Dr. McKhann was the lead author of a study in Stroke (2006;37:562) that urged physicians to determine the extent of underlying brain problems, such as damage from small strokes, while considering a patient for these procedures.

“In high-risk patients it's worth considering getting more information with MRI with DWI (diffusion-weighted imaging),” he said. “As people get older, there's an increasing incidence of silent infarcts. You find evidence of strokes that the patient didn't recognize, but that produced evidence visible on scans. You want to know that, and if you find it, then shy away from doing both procedures at the same time.”

Pierre Fayad, MD, professor and chair of the department of neurological sciences at the University of Nebraska Medical Center in Omaha, also agreed with the conclusions of the Neurology paper. “I almost never recommend doing the two procedures together,” he said. “If someone is symptomatic from carotid stenosis, we ask to do the carotid first and then wait a couple of weeks for the heart surgery. Now we certainly do have evidence that the risk of doing the two surgeries together is much higher than doing each procedure alone.”

Still, questions remain, he said. “We still don't have a clear idea of the risk of doing CABG in someone with carotid stenosis,” Dr. Fayad said. “How much is the risk of stroke increased? There may be a subgroup of patients who could benefit from having both procedures done at the same time — perhaps those who are symptomatic from carotid stenosis and need CABG, but I don't think anyone knows this because there are not enough data.”

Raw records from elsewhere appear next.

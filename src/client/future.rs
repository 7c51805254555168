//! `ResponseFuture<R>`: the typed future a request resolves to
//! (`SPEC_FULL.md` §4.11).
//!
//! Wraps the untyped `oneshot::Receiver<PendingResult>` the pending table
//! hands back at request time. Completion maps to exactly one of: decoded
//! `R` on success, `Error::ServerError` for a non-nil error payload, or a
//! transport/timeout error, matching the "exactly one of {success,
//! server error, transport error, timeout}" property in `SPEC_FULL.md` §8.
//! Offers both synchronous (`get`) and callback-style (`then`) consumption.

use std::io;
use std::marker::PhantomData;

use serde::de::DeserializeOwned;
use tokio::sync::oneshot;

use crate::client::pending::PendingResult;
use crate::error::{Error, Result};

/// A future representing one outstanding request's eventual response,
/// decoded as `R`.
pub struct ResponseFuture<R> {
    msgid: u32,
    rx: oneshot::Receiver<PendingResult>,
    _marker: PhantomData<fn() -> R>,
}

impl<R> ResponseFuture<R> {
    pub(crate) fn new(msgid: u32, rx: oneshot::Receiver<PendingResult>) -> Self {
        ResponseFuture {
            msgid,
            rx,
            _marker: PhantomData,
        }
    }

    /// The message ID this future's request was allocated, so a caller that
    /// times out waiting on it can remove the matching pending-table entry.
    pub(crate) fn msgid(&self) -> u32 {
        self.msgid
    }
}

fn transport_dropped() -> Error {
    Error::FailedToRead {
        source: io::Error::new(
            io::ErrorKind::BrokenPipe,
            "client read loop exited before a response arrived",
        ),
    }
}

impl<R: DeserializeOwned + Send + 'static> ResponseFuture<R> {
    /// Block (asynchronously) until the response arrives, and decode it.
    pub async fn get(self) -> Result<R> {
        match self.rx.await {
            Err(_) => Err(transport_dropped()),
            Ok(Err(reason)) => Err(Error::FailedToRead {
                source: io::Error::new(io::ErrorKind::Other, reason),
            }),
            Ok(Ok(Err(error_value))) => Err(Error::ServerError(
                error_value
                    .as_str()
                    .map(str::to_string)
                    .unwrap_or_else(|| format!("{error_value:?}")),
            )),
            Ok(Ok(Ok(result_value))) => rmpv::ext::from_value(result_value)
                .map_err(|e| Error::InvalidMessage {
                    reason: format!("result did not decode as the expected type: {e}"),
                    data: None,
                }),
        }
    }

    /// Block with a deadline, converting a timeout into `Error::ClientTimeout`.
    /// The underlying read is not cancelled on timeout (`SPEC_FULL.md`
    /// §4.10, §5): `Client::call` is responsible for removing this
    /// future's pending-table entry once this returns `ClientTimeout`, so a
    /// late response is logged and dropped instead of matching a slot a
    /// later request has since reused.
    pub async fn get_with_timeout(self, timeout: std::time::Duration) -> Result<R> {
        match tokio::time::timeout(timeout, self.get()).await {
            Ok(result) => result,
            Err(_elapsed) => Err(Error::ClientTimeout),
        }
    }

    /// Callback-style consumption: spawns a task that awaits the response
    /// and invokes `on_ok` or `on_err` accordingly.
    pub fn then<OnOk, OnErr>(self, on_ok: OnOk, on_err: OnErr)
    where
        OnOk: FnOnce(R) + Send + 'static,
        OnErr: FnOnce(Error) + Send + 'static,
    {
        tokio::spawn(async move {
            match self.get().await {
                Ok(value) => on_ok(value),
                Err(e) => on_err(e),
            }
        });
    }
}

Providing the data would be expensive and complicated, he said, and it would require the cooperation of surgeons who are reluctant to perform CABG without fixing the carotid artery first.

Dr. Fayad agrees that carotid stenting may provide an alternative to CE. “From a hypothetical perspective, carotid stenting is much more attractive and appears to be less stressful to the heart in someone who has active coronary disease,” he said. “It's less stressful than endarterectomy, but we need specific studies in these patients.”

“The SAPPHIRE study was done in patients considered at high risk for CE (N Eng J Med 2004;351:1493–1501). That means patients with major coronary artery disease, lung disease, kidney disease — those who have anatomical risk factors that suggest that surgery would be higher risk. The study showed that stenting is not inferior, and it is less invasive and carries a lower risk of stroke, heart attack, and death.”

Although the Neurology paper provides strong evidence that combining CE and CABG is risky, Dr. Fayad does not expect it will end the debate. “The argument can go back and forth until you have a randomized study, which probably isn't going to happen because of the expense and complexity of it,” he said. “Although there are no clear data, the combined procedures are being done. And they're commonly done based on presumptions of hypothetical benefits rather than real data.”

SOURCES

• Dubinsky RM, Lai SM. Mortality from combined carotid endarterectomy and coronary artery bypass surgery in the US. Neurology 2007;68:195–197.
    • Chaturvedi S, Feasby T, Wilerdink J. Carotid endarterectomy—an evidence-based review: Report of the Therapeutics and Technology Assessment Subcommittee of the American Academy of Neurology. Neurology 2005; 65:794–801.
      • McKhann GM, Grega MA, Selnes OA, et al. Stroke and encephalopathy after cardiac surgery: An update. Stroke 2006;37:562–571.
        • Yadav JS, Wholey MH, Ouriel K, et al. for the Stenting and Angioplasty with Protection in Patients at High Risk for Endarterectomy Investigators. Protected carotid-artery stenting versus endarterectomy in high-risk patients. N Eng J Med 2004;351:1493–1501.